» What is being asked
Where a line in the material beneath contains "reference", count it. Give the number only.

START Material to process

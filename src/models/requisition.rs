use chrono::{DateTime, Utc};
use serde::{Deserialize, Serialize};
use uuid::Uuid;

use super::Id;

/// Lifecycle of a linking attempt. `Linked`, `Failed`, and `Expired` are
/// terminal.
#[derive(Debug, Clone, Copy, PartialEq, Eq, Serialize, Deserialize)]
#[serde(rename_all = "snake_case")]
pub enum LinkStatus {
    Pending,
    Linked,
    Failed,
    Expired,
}

impl LinkStatus {
    pub fn is_terminal(self) -> bool {
        !matches!(self, LinkStatus::Pending)
    }
}

/// One linking attempt tying a user, institution, and agreement together.
#[derive(Debug, Clone, Serialize, Deserialize)]
pub struct Requisition {
    pub id: Id,
    pub user_id: Uuid,
    pub institution_id: Id,
    pub agreement_id: Id,
    /// Where the provider redirects the user after authorization.
    #[serde(default, skip_serializing_if = "Option::is_none")]
    pub redirect: Option<String>,
    /// Caller-chosen idempotency reference for this attempt.
    pub reference: String,
    /// URL the user must visit to authorize the link.
    #[serde(default, skip_serializing_if = "Option::is_none")]
    pub authorization_link: Option<String>,
    pub status: LinkStatus,
    /// Provider account ids produced once the requisition is linked.
    #[serde(default)]
    pub accounts: Vec<Id>,
    pub created_at: DateTime<Utc>,
}

impl Requisition {
    pub fn is_linked_with_accounts(&self) -> bool {
        self.status == LinkStatus::Linked && !self.accounts.is_empty()
    }
}
//! Client for the open-banking data provider's REST API.
//!
//! All outbound traffic funnels through [`ProviderClient`]: bearer tokens
//! come from the [`TokenManager`] single-flight cache, and transient
//! failures are retried here and nowhere else, so callers can treat
//! agreement/requisition creation as safe to invoke exactly once.

mod client;
mod dto;
mod token;

pub use client::ProviderClient;
pub use token::TokenManager;

use async_trait::async_trait;
use chrono::NaiveDate;
use reqwest::StatusCode;
use uuid::Uuid;

use crate::models::{
    Account, AccountDetails, AccountMetadata, Agreement, Id, InstitutionMetadata, Requisition,
    Transaction,
};
use crate::models::BalanceSnapshot;

/// Errors surfaced by the provider boundary.
///
/// Transient statuses (408/429/5xx) are retried inside the client and only
/// become `Request` once attempts are exhausted.
#[derive(Debug, thiserror::Error)]
pub enum ProviderError {
    /// Token exchange failed or returned no usable token.
    #[error("provider token exchange failed: {0}")]
    Auth(String),

    /// Non-retryable response, or a retryable one after all attempts.
    #[error("provider request failed ({status}): {body}")]
    Request { status: StatusCode, body: String },

    /// Connection-level failure talking to the provider.
    #[error("provider transport error")]
    Transport(#[source] reqwest::Error),

    /// Response body did not match the documented shape.
    #[error("unexpected provider response: {0}")]
    Decode(String),
}

impl ProviderError {
    pub fn status(&self) -> Option<StatusCode> {
        match self {
            ProviderError::Request { status, .. } => Some(*status),
            _ => None,
        }
    }
}

/// Operations the rest of the system needs from the data provider.
///
/// User ids are threaded through explicitly so provider responses can be
/// mapped straight onto owned domain records.
#[async_trait]
pub trait BankProvider: Send + Sync {
    async fn institution(&self, id: &Id) -> Result<InstitutionMetadata, ProviderError>;

    async fn institutions(&self, country: &str) -> Result<Vec<InstitutionMetadata>, ProviderError>;

    async fn create_agreement(
        &self,
        user_id: Uuid,
        institution_id: &Id,
        max_historical_days: u32,
        access_valid_for_days: u32,
    ) -> Result<Agreement, ProviderError>;

    async fn create_requisition(
        &self,
        user_id: Uuid,
        institution_id: &Id,
        agreement_id: &Id,
        redirect_url: &str,
        reference: &str,
    ) -> Result<Requisition, ProviderError>;

    /// `None` when the requisition is unknown to the provider.
    async fn requisition(&self, id: &Id, user_id: Uuid)
        -> Result<Option<Requisition>, ProviderError>;

    /// `None` when the account has been deleted or access was revoked.
    async fn account(&self, id: &Id) -> Result<Option<AccountMetadata>, ProviderError>;

    async fn account_details(&self, id: &Id) -> Result<Option<AccountDetails>, ProviderError>;

    async fn account_balances(&self, id: &Id)
        -> Result<Option<Vec<BalanceSnapshot>>, ProviderError>;

    async fn account_transactions(
        &self,
        account: &Account,
        date_from: Option<NaiveDate>,
        date_to: Option<NaiveDate>,
    ) -> Result<Option<Vec<Transaction>>, ProviderError>;
}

END Material to process

» Written answer
3